— Dataset —

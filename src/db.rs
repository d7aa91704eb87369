// src/db.rs
use crate::draft::WorkoutDraft;
use crate::units::Unit;
use chrono::{DateTime, Local, NaiveDateTime, TimeZone, Utc};
use rusqlite::{params, Connection, OptionalExtension, Row};
use std::path::{Path, PathBuf};
use thiserror::Error;
use tracing::warn;

const DB_FILE_NAME: &str = "fitlog.db";
const APP_DATA_DIR: &str = "fitlog";

#[derive(Error, Debug)]
pub enum DbError {
    #[error("Database connection failed")]
    Connection(#[from] rusqlite::Error),
    #[error("Failed to get application data directory")]
    DataDir,
    #[error("I/O error accessing database file")]
    Io(#[from] std::io::Error),
    #[error("Database query failed: {0}")]
    QueryFailed(rusqlite::Error),
    #[error("Database insert failed: {0}")]
    InsertFailed(rusqlite::Error),
    #[error("Exercise '{name}' is recorded in {stored}, cannot log it in {requested}")]
    UnitConflict {
        name: String,
        stored: Unit,
        requested: Unit,
    },
    #[error("Workout not found: ID {0}")]
    WorkoutNotFound(i64),
}

/// Row counts written by one successful commit.
#[derive(Debug, Clone, Copy, PartialEq, Eq)]
pub struct CommittedWorkout {
    pub workout_id: i64,
    pub exercises: usize,
    pub sets: usize,
}

#[derive(Debug, Clone, PartialEq)]
pub struct WorkoutSummary {
    pub id: i64,
    pub timestamp: DateTime<Utc>,
    pub notes: Option<String>,
    pub exercise_count: i64,
    pub set_count: i64,
}

#[derive(Debug, Clone, PartialEq)]
pub struct StoredSet {
    pub id: i64,
    pub weight: f64,
    pub reps: i64,
    pub set_order: i64,
}

#[derive(Debug, Clone, PartialEq)]
pub struct StoredExercise {
    pub id: i64,
    pub name: String,
    pub unit: Unit,
    pub sets: Vec<StoredSet>,
}

#[derive(Debug, Clone, PartialEq)]
pub struct StoredWorkout {
    pub id: i64,
    pub timestamp: DateTime<Utc>,
    pub notes: Option<String>,
    pub exercises: Vec<StoredExercise>,
}

#[derive(Debug, Clone, PartialEq, Eq)]
pub struct CatalogEntry {
    pub name: String,
    pub unit: Unit,
    pub times_logged: i64,
}

/// Gets the path to the SQLite database file within the app's data directory.
/// Creates the directory if it doesn't exist.
pub fn get_db_path() -> Result<PathBuf, DbError> {
    let data_dir = dirs::data_dir().ok_or(DbError::DataDir)?;
    let app_dir = data_dir.join(APP_DATA_DIR);
    if !app_dir.exists() {
        std::fs::create_dir_all(&app_dir)?;
    }
    Ok(app_dir.join(DB_FILE_NAME))
}

/// Opens a connection to the SQLite database, creating parent directories as needed.
pub fn open_db<P: AsRef<Path>>(path: P) -> Result<Connection, DbError> {
    if let Some(parent) = path.as_ref().parent() {
        if !parent.as_os_str().is_empty() && !parent.exists() {
            std::fs::create_dir_all(parent)?;
        }
    }
    Connection::open(path).map_err(DbError::Connection)
}

/// Initializes the database tables if they don't exist.
pub fn init_db(conn: &Connection) -> Result<(), DbError> {
    conn.execute_batch(
        "PRAGMA foreign_keys = ON;

        CREATE TABLE IF NOT EXISTS workouts (
            id INTEGER PRIMARY KEY AUTOINCREMENT,
            date TEXT NOT NULL,               -- RFC 3339, assigned at commit
            notes TEXT
        );

        CREATE TABLE IF NOT EXISTS exercises (
            id INTEGER PRIMARY KEY AUTOINCREMENT,
            workout_id INTEGER,
            name TEXT NOT NULL,
            unit TEXT DEFAULT 'lbs',
            FOREIGN KEY (workout_id) REFERENCES workouts (id)
        );

        CREATE TABLE IF NOT EXISTS sets (
            id INTEGER PRIMARY KEY AUTOINCREMENT,
            exercise_id INTEGER,
            weight REAL,
            reps INTEGER,
            set_order INTEGER,
            FOREIGN KEY (exercise_id) REFERENCES exercises (id)
        );

        CREATE INDEX IF NOT EXISTS idx_exercises_name ON exercises (name);",
    )
    .map_err(DbError::Connection)
}

// A NULL unit means the column default; anything outside the fixed set is treated as weight-like.
fn unit_from_db(raw: Option<String>, name: &str) -> Unit {
    match raw {
        None => Unit::STORE_DEFAULT,
        Some(raw) => raw.parse().unwrap_or_else(|e| {
            warn!(exercise = name, "{e} in database, treating it as {}", Unit::STORE_DEFAULT);
            Unit::STORE_DEFAULT
        }),
    }
}

// Rows written by older versions carry a naive local timestamp instead of RFC 3339.
fn parse_timestamp(raw: &str, column: usize) -> Result<DateTime<Utc>, rusqlite::Error> {
    if let Ok(dt) = DateTime::parse_from_rfc3339(raw) {
        return Ok(dt.with_timezone(&Utc));
    }
    NaiveDateTime::parse_from_str(raw, "%Y-%m-%dT%H:%M:%S%.f")
        .ok()
        .and_then(|naive| Local.from_local_datetime(&naive).earliest())
        .map(|local| local.with_timezone(&Utc))
        .ok_or_else(|| {
            rusqlite::Error::FromSqlConversionFailure(
                column,
                rusqlite::types::Type::Text,
                format!("invalid timestamp '{raw}'").into(),
            )
        })
}

/// Unit first recorded for `name` (matched case-insensitively), if the exercise is known.
pub fn unit_for_exercise(conn: &Connection, name: &str) -> Result<Option<Unit>, DbError> {
    let raw: Option<Option<String>> = conn
        .query_row(
            "SELECT unit FROM exercises WHERE name = ?1 COLLATE NOCASE ORDER BY id ASC LIMIT 1",
            params![name],
            |row| row.get(0),
        )
        .optional()
        .map_err(DbError::QueryFailed)?;
    Ok(raw.map(|unit| unit_from_db(unit, name)))
}

/// Sorted distinct exercise names, lower-cased.
pub fn known_exercise_names(conn: &Connection) -> Result<Vec<String>, DbError> {
    let mut stmt = conn
        .prepare("SELECT DISTINCT lower(name) AS n FROM exercises ORDER BY n ASC")
        .map_err(DbError::QueryFailed)?;
    let names = stmt
        .query_map([], |row| row.get::<_, String>(0))
        .map_err(DbError::QueryFailed)?
        .collect::<Result<Vec<_>, _>>()
        .map_err(DbError::QueryFailed)?;
    Ok(names)
}

/// Every exercise row's raw name and unit, oldest first.
pub fn exercise_units(conn: &Connection) -> Result<Vec<(String, Unit)>, DbError> {
    let mut stmt = conn
        .prepare("SELECT name, unit FROM exercises ORDER BY id ASC")
        .map_err(DbError::QueryFailed)?;
    let rows = stmt
        .query_map([], |row| {
            Ok((row.get::<_, String>(0)?, row.get::<_, Option<String>>(1)?))
        })
        .map_err(DbError::QueryFailed)?
        .collect::<Result<Vec<_>, _>>()
        .map_err(DbError::QueryFailed)?;
    Ok(rows
        .into_iter()
        .map(|(name, unit)| {
            let unit = unit_from_db(unit, &name);
            (name, unit)
        })
        .collect())
}

/// Writes one workout, its exercises and their sets in a single transaction.
///
/// Any failure rolls back every row written by this call. The draft is only read.
pub fn insert_workout(
    conn: &mut Connection,
    draft: &WorkoutDraft,
    timestamp: DateTime<Utc>,
) -> Result<CommittedWorkout, DbError> {
    let tx = conn.transaction().map_err(DbError::Connection)?;

    tx.execute(
        "INSERT INTO workouts (date, notes) VALUES (?1, ?2)",
        params![timestamp.to_rfc3339(), draft.notes],
    )
    .map_err(DbError::InsertFailed)?;
    let workout_id = tx.last_insert_rowid();

    let mut set_count = 0;
    {
        let mut insert_exercise = tx
            .prepare("INSERT INTO exercises (workout_id, name, unit) VALUES (?1, ?2, ?3)")
            .map_err(DbError::QueryFailed)?;
        let mut insert_set = tx
            .prepare(
                "INSERT INTO sets (exercise_id, weight, reps, set_order) VALUES (?1, ?2, ?3, ?4)",
            )
            .map_err(DbError::QueryFailed)?;

        for entry in draft.entries() {
            // First unit written for a name stays its unit.
            if let Some(stored) = unit_for_exercise(&tx, &entry.name)? {
                if stored != entry.unit {
                    return Err(DbError::UnitConflict {
                        name: entry.name.clone(),
                        stored,
                        requested: entry.unit,
                    });
                }
            }

            insert_exercise
                .execute(params![workout_id, entry.name, entry.unit.as_str()])
                .map_err(DbError::InsertFailed)?;
            let exercise_id = tx.last_insert_rowid();

            for (position, set) in (1_i64..).zip(&entry.sets) {
                insert_set
                    .execute(params![exercise_id, set.value, set.reps, position])
                    .map_err(DbError::InsertFailed)?;
                set_count += 1;
            }
        }
    }

    tx.commit().map_err(DbError::Connection)?;

    Ok(CommittedWorkout {
        workout_id,
        exercises: draft.len(),
        sets: set_count,
    })
}

fn map_row_to_summary(row: &Row) -> Result<WorkoutSummary, rusqlite::Error> {
    let date: String = row.get(1)?;
    Ok(WorkoutSummary {
        id: row.get(0)?,
        timestamp: parse_timestamp(&date, 1)?,
        notes: row.get(2)?,
        exercise_count: row.get(3)?,
        set_count: row.get(4)?,
    })
}

/// Most recent workouts first.
pub fn list_recent_workouts(conn: &Connection, limit: u32) -> Result<Vec<WorkoutSummary>, DbError> {
    let mut stmt = conn
        .prepare(
            "SELECT w.id, w.date, w.notes,
                (SELECT COUNT(*) FROM exercises e WHERE e.workout_id = w.id),
                (SELECT COUNT(*) FROM sets s JOIN exercises e ON s.exercise_id = e.id
                    WHERE e.workout_id = w.id)
            FROM workouts w
            ORDER BY w.id DESC
            LIMIT ?1",
        )
        .map_err(DbError::QueryFailed)?;
    let summaries = stmt
        .query_map(params![limit], map_row_to_summary)
        .map_err(DbError::QueryFailed)?
        .collect::<Result<Vec<_>, _>>()
        .map_err(DbError::QueryFailed)?;
    Ok(summaries)
}

/// One workout with its exercises in entry order and sets in `set_order`.
pub fn get_workout(conn: &Connection, id: i64) -> Result<StoredWorkout, DbError> {
    let header = conn
        .query_row(
            "SELECT id, date, notes FROM workouts WHERE id = ?1",
            params![id],
            |row| {
                let date: String = row.get(1)?;
                Ok((
                    row.get::<_, i64>(0)?,
                    parse_timestamp(&date, 1)?,
                    row.get::<_, Option<String>>(2)?,
                ))
            },
        )
        .optional()
        .map_err(DbError::QueryFailed)?;
    let (id, timestamp, notes) = header.ok_or(DbError::WorkoutNotFound(id))?;

    let mut exercise_stmt = conn
        .prepare("SELECT id, name, unit FROM exercises WHERE workout_id = ?1 ORDER BY id ASC")
        .map_err(DbError::QueryFailed)?;
    let rows = exercise_stmt
        .query_map(params![id], |row| {
            Ok((
                row.get::<_, i64>(0)?,
                row.get::<_, String>(1)?,
                row.get::<_, Option<String>>(2)?,
            ))
        })
        .map_err(DbError::QueryFailed)?
        .collect::<Result<Vec<_>, _>>()
        .map_err(DbError::QueryFailed)?;

    let mut set_stmt = conn
        .prepare(
            "SELECT id, weight, reps, set_order FROM sets
            WHERE exercise_id = ?1 ORDER BY set_order ASC, id ASC",
        )
        .map_err(DbError::QueryFailed)?;

    let mut exercises = Vec::with_capacity(rows.len());
    for (exercise_id, name, unit) in rows {
        let sets = set_stmt
            .query_map(params![exercise_id], |row| {
                Ok(StoredSet {
                    id: row.get(0)?,
                    weight: row.get::<_, Option<f64>>(1)?.unwrap_or_default(),
                    reps: row.get::<_, Option<i64>>(2)?.unwrap_or(1),
                    set_order: row.get::<_, Option<i64>>(3)?.unwrap_or_default(),
                })
            })
            .map_err(DbError::QueryFailed)?
            .collect::<Result<Vec<_>, _>>()
            .map_err(DbError::QueryFailed)?;
        let unit = unit_from_db(unit, &name);
        exercises.push(StoredExercise {
            id: exercise_id,
            name,
            unit,
            sets,
        });
    }

    Ok(StoredWorkout {
        id,
        timestamp,
        notes,
        exercises,
    })
}

/// Every known exercise with its unit and how many workouts it appears in.
pub fn list_exercise_catalog(conn: &Connection) -> Result<Vec<CatalogEntry>, DbError> {
    let mut stmt = conn
        .prepare(
            "SELECT lower(e.name) AS n,
                (SELECT e2.unit FROM exercises e2 WHERE e2.name = e.name COLLATE NOCASE
                    ORDER BY e2.id ASC LIMIT 1),
                COUNT(*)
            FROM exercises e
            GROUP BY n
            ORDER BY n ASC",
        )
        .map_err(DbError::QueryFailed)?;
    let rows = stmt
        .query_map([], |row| {
            Ok((
                row.get::<_, String>(0)?,
                row.get::<_, Option<String>>(1)?,
                row.get::<_, i64>(2)?,
            ))
        })
        .map_err(DbError::QueryFailed)?
        .collect::<Result<Vec<_>, _>>()
        .map_err(DbError::QueryFailed)?;

    Ok(rows
        .into_iter()
        .map(|(name, unit, times_logged)| CatalogEntry {
            unit: unit_from_db(unit, &name),
            name,
            times_logged,
        })
        .collect())
}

— Work request —
In the data above, retype exactly and only the lines between the one holding "FOREIGN KEY (exercise_id)" and the one holding "Some(raw) => raw.parse().unwrap_or_else(|e|", inclusive.

— Reply —
            FOREIGN KEY (exercise_id) REFERENCES exercises (id)
        );

        CREATE INDEX IF NOT EXISTS idx_exercises_name ON exercises (name);",
    )
    .map_err(DbError::Connection)
}

// A NULL unit means the column default; anything outside the fixed set is treated as weight-like.
fn unit_from_db(raw: Option<String>, name: &str) -> Unit {
    match raw {
        None => Unit::STORE_DEFAULT,
        Some(raw) => raw.parse().unwrap_or_else(|e| {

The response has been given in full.